Snow, please. The measuring terrace with the "Kugelalm". Photo: M.Neumann / Schneefernerhaus

Outside on the measuring terrace, where Rühm's "Kugelalm and Hürkamp's disdrometer stand, the Wetterstein mountain range dominates the view. Sometimes, says Hürkamp, she gets up at five in the morning from her bed in the Schneefernerhaus, prepares herself a coffee, grabs a chair and waits for that special minute just before the sun rises above the summits.

When only its red rays illuminate the mountain range. Alpenglow, they call it, but that is an understatement. Actually it looks as if all was on fire. This is an event that is different to all events she and Rühm investigate in their lives as researchers, different to incidents, mixed events, radiation. It is predictable but not reproducible, has long since been explained, is actually totally trivial, almost banal. But unique. Each time newly so.

The Schneefernerhaus

Three Helmholtz centres are represented at Germany's highest research station. The Helmholtz Zentrum München has researchers from the Institute of Radiation Protection and from the Department of Environmental Science working at the Zugspitze. Scientists from the Institute for Meteorology and Climate Research at the Karlsruhe Institute of Technology research the distribution of water vapour in the atmosphere. To do so, the scientists shoot short laser light pulses vertically up into the air and then measure in what chronological order the light is reflected by the atmosphere. On the one hand, water vapour is the most important greenhouse gas and therefore co-responsible for global warming; on the other, it contributes to the formation of clouds and precipitation, which can also have a cooling effect.

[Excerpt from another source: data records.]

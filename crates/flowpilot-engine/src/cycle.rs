//! Outer retry wrapper: submit, poll, and restart after a broken backend
//!
//! The in-loop retry counter lives in each poll loop's own state and dies
//! with it. The attempt counter here is the only state that survives across
//! submissions, and it is the only budget that guards the destructive
//! cache-clear-and-reload.

use flowpilot_core::fail_open::fail_open;
use flowpilot_core::{
    BackendErrorMatcher, CompletionReason, FlowError, GenerationConfig, GenerationDriver,
    GenerationResult, Result, Snapshot,
};
use std::time::Duration;
use tracing::{error, info, warn};

use crate::clock::Clock;
use crate::poller::Poller;
use crate::state_machine::PollParams;

/// Final output of one logical "generate" call
#[derive(Debug, Clone, PartialEq, Eq)]
pub struct GenerationOutput {
    pub urls: Snapshot,
    pub reason: CompletionReason,
    /// Full submissions made, the successful one included
    pub attempts: u32,
}

/// Runs whole generation cycles against a page driver
pub struct GenerationCycle<'a, D: GenerationDriver + ?Sized, C: Clock + ?Sized> {
    driver: &'a D,
    clock: &'a C,
    config: &'a GenerationConfig,
    matcher: BackendErrorMatcher,
}

impl<'a, D: GenerationDriver + ?Sized, C: Clock + ?Sized> GenerationCycle<'a, D, C> {
    pub fn new(driver: &'a D, clock: &'a C, config: &'a GenerationConfig) -> Result<Self> {
        Ok(Self {
            driver,
            clock,
            config,
            matcher: config.error_matcher()?,
        })
    }

    /// Submit and wait for `expected_count` new results
    ///
    /// Soft failures (timeout, exhausted in-place retries) return whatever
    /// new results were seen. A backend that stays broken for
    /// `max_cache_retries` submissions is a fatal [`FlowError::BackendBroken`].
    pub async fn run(&self, expected_count: usize, timeout: Duration) -> Result<GenerationOutput> {
        let mut attempts: u32 = 0;

        loop {
            let label = match self.attempt(expected_count, timeout).await? {
                GenerationResult::Finished { urls, reason } => {
                    return Ok(GenerationOutput {
                        urls,
                        reason,
                        attempts: attempts + 1,
                    });
                }
                GenerationResult::Retry { error } => error,
            };

            attempts += 1;
            if attempts >= self.config.max_cache_retries {
                error!(
                    "Backend still broken after {} attempts: {}",
                    attempts, label
                );
                return Err(FlowError::BackendBroken { label, attempts });
            }

            warn!(
                "Backend reports '{}', clearing cache and retrying ({}/{})",
                label, attempts, self.config.max_cache_retries
            );
            self.recover().await?;
            info!("Restarting generation");
        }
    }

    /// One submission plus its polling loop, with fresh baseline and poll state
    async fn attempt(&self, expected_count: usize, timeout: Duration) -> Result<GenerationResult> {
        self.sweep_popups().await;

        let baseline = self.driver.take_baseline().await?;
        self.driver.submit_generation().await?;
        self.clock.pause_between(500, 800).await;

        if let Some(text) = self.driver.check_error_banner().await? {
            if self.matcher.is_match(&text) {
                warn!("Error shown right after submitting: {}", text);
                return Ok(GenerationResult::Retry {
                    error: text.trim().to_string(),
                });
            }
            warn!("Page shows an error message: {}", text);
        }

        info!("Submitted, waiting for {} results", expected_count);
        let params = PollParams::new(self.config, expected_count, baseline, timeout);
        Poller::new(self.driver, self.clock, self.config)
            .run(&params)
            .await
    }

    async fn recover(&self) -> Result<()> {
        self.driver.clear_cache_and_reload().await?;
        self.driver.wait_until_settled().await?;
        self.clock.pause_between(1500, 2000).await;
        self.sweep_popups().await;
        Ok(())
    }

    async fn sweep_popups(&self) {
        let attempts = self.config.popup_max_attempts;
        if let Some(count) = fail_open("dismiss_popups", || self.driver.dismiss_popups(attempts)).await {
            if count > 0 {
                info!("Dismissed {} popup(s)", count);
            }
        }
    }
}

The German Aerospace Center is likewise represented at the Zugspitze: with the German Remote Sensing Data Center, the Remote Sensing Technology Institute and the Institute of Atmospheric Physics. Moreover, the Deutscher Wetterdienst (German Meteorological Service), the LMU Munich university, the Max Planck Society, the TU München technical university, the Umweltbundesamt (German Federal Environmental Agency), the University of Augsburg, the Free State of Bavaria and changing research partners work at the Schneefernerhaus.